Posted on: July 20, 2024  at  11:26 PM

I’m working on a serialization format that’s meant to be used with Javascript. To keep the size low, numbers that tend to be smaller are going to be implemented with variable width integers. One issue with Javascript is its numbers are implemented quirkily - spec-wise, they’re all 64 bit floating point numbers, but bitwise operations are done as though they’re 32 bit integers. This makes it difficult to work (at a bit level) with numbers that are larger than 32 bits, as you can’t do bitwise operations on them1. On the bright(?) side, in Javascript, you’ll often hit a memory or size limit before enumerating something higher than 32 bits.
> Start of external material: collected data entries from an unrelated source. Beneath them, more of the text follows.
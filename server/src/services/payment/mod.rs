//! Hosted checkout with an external payment provider.

use async_trait::async_trait;
use rust_decimal::prelude::ToPrimitive;
use rust_decimal::{Decimal, RoundingStrategy};
use thiserror::Error;

use crate::models::{EventId, ReservationId, UserId};

pub mod mock;
pub mod stripe;

pub use mock::MockPaymentProvider;
pub use stripe::{SignatureError, SignatureVerifier, StripeClient};

pub const CURRENCY: &str = "eur";

/// Placeholder the provider substitutes with the real session id on redirect.
pub const SESSION_ID_PLACEHOLDER: &str = "{CHECKOUT_SESSION_ID}";

#[derive(Debug, Error)]
pub enum PaymentError {
    #[error("payment provider is not configured")]
    NotConfigured,

    #[error("payment provider key is not a secret key")]
    InvalidKey,

    #[error("payment provider unreachable: {0}")]
    Http(#[from] reqwest::Error),

    #[error("payment provider answered {status}: {message}")]
    Api { status: u16, message: String },

    #[error("payment provider returned a session without a URL")]
    MissingUrl,

    #[error("{0}")]
    Rejected(String),
}

/// Identifies who pays for what. Sent to the provider as string metadata and
/// echoed back in the completion webhook.
#[derive(Debug, Clone, PartialEq, Eq)]
pub struct CheckoutMetadata {
    pub event_id: EventId,
    pub user_id: UserId,
    /// Empty when the event has no seating plan.
    pub seat_label: String,
    pub reservation_id: ReservationId,
}

impl CheckoutMetadata {
    pub fn pairs(&self) -> [(&'static str, String); 4] {
        [
            ("event_id", self.event_id.to_string()),
            ("user_id", self.user_id.to_string()),
            ("seat_label", self.seat_label.clone()),
            ("reservation_id", self.reservation_id.to_string()),
        ]
    }
}

/// One line item, quantity one.
#[derive(Debug, Clone)]
pub struct CheckoutRequest {
    pub product_name: String,
    pub description: String,
    /// Minor units (cents).
    pub unit_amount: i64,
    pub success_url: String,
    pub cancel_url: String,
    pub metadata: CheckoutMetadata,
}

#[derive(Debug, Clone, PartialEq, Eq)]
pub struct CheckoutSession {
    pub id: String,
    pub url: String,
}

#[async_trait]
pub trait PaymentProvider: Send + Sync {
    async fn create_checkout_session(
        &self,
        request: &CheckoutRequest,
    ) -> Result<CheckoutSession, PaymentError>;
}

/// `price × 100`, half away from zero, never below one cent.
pub fn to_minor_units(price: Decimal) -> i64 {
    let cents = (price * Decimal::ONE_HUNDRED)
        .round_dp_with_strategy(0, RoundingStrategy::MidpointAwayFromZero)
        .to_i64()
        .unwrap_or(i64::MAX);
    cents.max(1)
}

/// Appends the session placeholder with `?` or `&` as the URL requires.
pub fn with_session_placeholder(success_url: &str) -> String {
    let separator = if success_url.contains('?') { '&' } else { '?' };
    format!("{success_url}{separator}session_id={SESSION_ID_PLACEHOLDER}")
}

#[cfg(test)]
mod tests {
    use super::*;
    use std::str::FromStr;

    #[test]
    fn test_to_minor_units_rounds_half_away_from_zero() {
        assert_eq!(to_minor_units(Decimal::from_str("20.00").unwrap()), 2000);
        assert_eq!(to_minor_units(Decimal::from_str("12.345").unwrap()), 1235);
        assert_eq!(to_minor_units(Decimal::from_str("12.344").unwrap()), 1234);
    }

    #[test]
    fn test_to_minor_units_has_a_floor_of_one_cent() {
        assert_eq!(to_minor_units(Decimal::from_str("0.001").unwrap()), 1);
    }

    #[test]
    fn test_session_placeholder_separator() {
        assert_eq!(
            with_session_placeholder("http://front/reservations/payment-success"),
            "http://front/reservations/payment-success?session_id={CHECKOUT_SESSION_ID}"
        );
        assert_eq!(
            with_session_placeholder("http://front/ok?lang=fr"),
            "http://front/ok?lang=fr&session_id={CHECKOUT_SESSION_ID}"
        );
    }

    #[test]
    fn test_metadata_values_are_strings() {
        let metadata = CheckoutMetadata {
            event_id: 3,
            user_id: 9,
            seat_label: String::new(),
            reservation_id: 42,
        };
        let pairs = metadata.pairs();
        assert_eq!(pairs[0], ("event_id", "3".to_string()));
        assert_eq!(pairs[2], ("seat_label", String::new()));
        assert_eq!(pairs[3], ("reservation_id", "42".to_string()));
    }
}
All this to say, variable width integers in my format are going to be limited to 32 bits at most.

For the implementation of these numbers, I was going to go with the good old LEB128 encoding, but I wanted to see if I could figure out something that would take advantage of the 32-bit integer limit. The format I ended up with is the subject of this post - a variable width 30-bit integer format that I’m calling var30.
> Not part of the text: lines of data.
pub mod event;
pub mod reservation;
pub mod user;

pub use event::{Event, EventCancellation, EventId, SeatLayout};
pub use reservation::{
    NewReservation, PageRequest, Reservation, ReservationDetails, ReservationFilter,
    ReservationId, ReservationScope, ReservationSort, ReservationStatus,
};
pub use user::{Role, User, UserId};
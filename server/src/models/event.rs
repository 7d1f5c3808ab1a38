use chrono::{DateTime, Utc};
use rust_decimal::Decimal;
use serde::{Deserialize, Serialize};

use super::user::UserId;

pub type EventId = i64;

/// Seating plan of a venue. When an event has one, its capacity is the
/// number of cells in the grid and every booking names a seat.
#[derive(Debug, Clone, PartialEq, Eq, Serialize, Deserialize)]
pub struct SeatLayout {
    pub kind: String,
    pub rows: i32,
    pub cols: i32,
}

impl SeatLayout {
    pub fn capacity(&self) -> i32 {
        self.rows.max(0) * self.cols.max(0)
    }
}

#[derive(Debug, Clone, PartialEq, Eq, Serialize, Deserialize)]
pub struct EventCancellation {
    pub reason: String,
    pub cancelled_at: DateTime<Utc>,
}

#[derive(Debug, Clone, Serialize, Deserialize)]
pub struct Event {
    pub id: EventId,
    pub organizer_id: UserId,
    pub title: String,
    pub description: String,
    pub location: String,
    pub starts_at: DateTime<Utc>,
    pub ends_at: DateTime<Utc>,
    pub nb_places: i32,
    pub age_min: Option<i32>,
    pub age_max: Option<i32>,
    pub price: Option<Decimal>,
    pub image: Option<String>,
    pub layout: Option<SeatLayout>,
    pub cancellation: Option<EventCancellation>,
    pub created_at: DateTime<Utc>,
}

impl Event {
    /// Free events skip the payment provider entirely.
    pub fn is_free(&self) -> bool {
        match self.price {
            Some(price) => price <= Decimal::ZERO,
            None => true,
        }
    }

    pub fn is_cancelled(&self) -> bool {
        self.cancellation.is_some()
    }

    pub fn has_started(&self, now: DateTime<Utc>) -> bool {
        self.starts_at < now
    }

    pub fn uses_seat_layout(&self) -> bool {
        self.layout.is_some()
    }

    /// Re-derives `nb_places` from the layout, the way the event form does on save.
    pub fn normalized(mut self) -> Self {
        if let Some(layout) = &self.layout {
            if layout.rows > 0 && layout.cols > 0 {
                self.nb_places = layout.capacity();
            }
        }
        self
    }

    /// Price shown on tickets and emails, e.g. `20.00 EUR` or `Free`.
    pub fn price_label(&self) -> String {
        match self.price {
            Some(price) if price > Decimal::ZERO => format!("{:.2} EUR", price),
            _ => "Free".to_string(),
        }
    }
}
A var30 uses the first 2 bits of the first byte to determine how many of the trailing bytes are unused. For example, a full 30 bit integer would begin with 0b00, but a small 2 bit integer would begin with 0b11. The other bits are used to store the integer itself. It’s easier to understand with the code:

uint32_t encode(uint32_t value) {
    if (value > ((1 << 30) - 1)) __builtin_unreachable();

    uint8_t bytes = (__builtin_clz(value) - 2) & 0b11000;
    return (value << bytes) | (bytes << 27);
}

It starts with a hint that the value is less than 30 bits to help the compiler do its work. __builtin_clz(value) - 2 gets the number of leading zeros minus the empty two zeroes at the start (guaranteed due to the value being below 1 << 30). Leading zeroes tells us the “useless” information in bits, and masking it with 0b11000 floors it to the closest byte threshold (0/8/16/24). Then the parts of the encoded value are shifted into place and OR’d together.

uint32_t decode(uint32_t n) {
    uint8_t bytes = (n >> 27) & 0b11000;
    n &= 0x3FFFFFFF;
    return n >> bytes;
}

Decoding is, as you’d expect, the reverse. You can tell the bytes calculation is the inverse of the bytes masking above - the number is shifted by 27 in the opposite direction, and the 0b11000 mask comes back. Then the top 2 bits are masked off, and the value is shifted back to its original value.

Overall, encode and decode compile down to just a few instructions each, and are pretty easy to understand. The only caveat I can think of is that the first byte can only store 6 bits vs. LEB128 having 7, but I think 2 ** 6 == 64 is reasonably high enough for most use cases. Do you have an alternative implementation or general improvement in mind? Let me know on Twitter, or reply on whatever forum you read this on.


Footnotes

  1. Ignoring BigInts, which are pretty iffy performance-wise, and overall annoying to work with.